Nach der Wundreinigung folgt als weiteres Grundprinzip der modernen Wundbehandlung der Verband. Dabei nimmt die Art der Wundauflage entscheidenden Einfluss auf das Mikromilieu der Wundfläche. Allgemein gilt das Prinzip, trockene Wunden trocken, und feuchte Wunden feucht zu behandeln. Mullkompressen kommen kaum noch zum Einsatz, weil sie dazu neigen mit der Wunde zu verkleben. Zur Behandlung stark sezernierender und infizierter Wunden eignen sich Alginatkompressen und Nasstherapeutika (Polyacrylat-Kissen) besonders gut; zur Behandlung trockener, nicht infizierter Wunden sind die Hydrogele aus Carboxymethylcellulose Mittel der Wahl, während Hydrokolloide aus einem Polyurethanfilm mit Carboxymethylcellulose auch für feuchte, nicht infizierte Wunden geeignet sind.
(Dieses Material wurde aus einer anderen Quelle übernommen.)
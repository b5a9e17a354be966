//! Pluggable storage backends for index files.
//!
//! An index is a flat namespace of named files. [`FileStorage`] maps it onto
//! a directory, [`MemoryStorage`] keeps everything in process memory (used
//! by tests and throwaway indexes). Both are reached through the
//! [`Storage`] trait so the engine never touches `std::fs` directly.

pub mod file;
pub mod memory;
pub mod structured;

use std::io::{Read, Write};
use std::path::PathBuf;
use std::sync::Arc;

use crate::error::Result;

pub use file::{FileStorage, FileStorageConfig};
pub use memory::{MemoryStorage, MemoryStorageConfig};

/// A writable file handle.
pub trait StorageOutput: Write + Send + std::fmt::Debug {
    /// Flush buffered bytes and make them durable.
    fn flush_and_sync(&mut self) -> Result<()>;
}

/// A readable file handle.
pub trait StorageInput: Read + Send + std::fmt::Debug {
    /// Total size of the file in bytes.
    fn size(&self) -> Result<u64>;
}

/// A flat namespace of named files.
pub trait Storage: Send + Sync + std::fmt::Debug {
    /// Create (or truncate) a file for writing.
    fn create_output(&self, name: &str) -> Result<Box<dyn StorageOutput>>;

    /// Open an existing file for reading.
    fn open_input(&self, name: &str) -> Result<Box<dyn StorageInput>>;

    fn file_exists(&self, name: &str) -> bool;

    /// Atomically replace `to` with `from`.
    fn rename_file(&self, from: &str, to: &str) -> Result<()>;

    fn delete_file(&self, name: &str) -> Result<()>;

    fn list_files(&self) -> Result<Vec<String>>;

    /// Read a whole file into memory.
    fn read_all(&self, name: &str) -> Result<Vec<u8>> {
        let mut input = self.open_input(name)?;
        let mut buf = Vec::with_capacity(input.size()? as usize);
        input.read_to_end(&mut buf)?;
        Ok(buf)
    }
}

/// Storage backend selection.
#[derive(Debug, Clone)]
pub enum StorageConfig {
    File(FileStorageConfig),
    Memory(MemoryStorageConfig),
}

impl StorageConfig {
    /// Shorthand for a file storage rooted at `path`.
    pub fn file(path: impl Into<PathBuf>) -> Self {
        StorageConfig::File(FileStorageConfig::new(path))
    }
}

/// Creates storage backends from a [`StorageConfig`].
pub struct StorageFactory;

impl StorageFactory {
    /// Create a storage, creating the backing location if it is missing.
    pub fn create(config: StorageConfig) -> Result<Arc<dyn Storage>> {
        match config {
            StorageConfig::File(config) => Ok(Arc::new(FileStorage::create(config)?)),
            StorageConfig::Memory(config) => Ok(Arc::new(MemoryStorage::new(config))),
        }
    }

    /// Open a storage whose backing location must already exist.
    pub fn open(config: StorageConfig) -> Result<Arc<dyn Storage>> {
        match config {
            StorageConfig::File(config) => Ok(Arc::new(FileStorage::open(config)?)),
            StorageConfig::Memory(config) => Ok(Arc::new(MemoryStorage::new(config))),
        }
    }
}
//! The index engine.
//!
//! A deliberately small inverted-term engine with the capabilities the
//! build and query phases need:
//!
//! - [`WritableDatabase`]: document add/replace/delete, commits and
//!   transactions, persisted as generations in a [`Storage`].
//! - [`Database`]: read-only snapshots, merged with
//!   [`Database::add_database`].
//! - [`Query`] and [`Enquire`]: boolean term queries ranked with BM25
//!   into an [`MSet`] window whose items fetch their payload lazily.
//!
//! [`Storage`]: crate::storage::Storage

pub mod assemble;
pub mod database;
pub mod document;
pub mod enquire;
mod generation;
mod index;
pub mod query;
pub mod writable;

pub use assemble::assemble_document;
pub use database::{Database, DocumentHandle};
pub use document::Document;
pub use enquire::{Enquire, MSet, MSetItem, SortOrder};
pub use query::{Op, Query};
pub use writable::{OpenMode, WritableDatabase};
Infizierte Wunden erfordern den Einsatz von Antiseptika mit breitem Wirkspektrum auf Bakterien, Pilze und zumindest umhüllte Viren. BVP-Jod (Betaisodona), Polyhexanid in 0,2% Ringerlösung und Octenidin (Octenisept) zeichnen sich durch eine schnell einsetzende Wirkung und hohe Gewebeverträglichkeit aus. Im Gegensatz zu manchen historischen Wundtherapeutika wie Chlorhexidin oder Wasserstoffperoxid wirken sie tatsächlich mikrobiozid.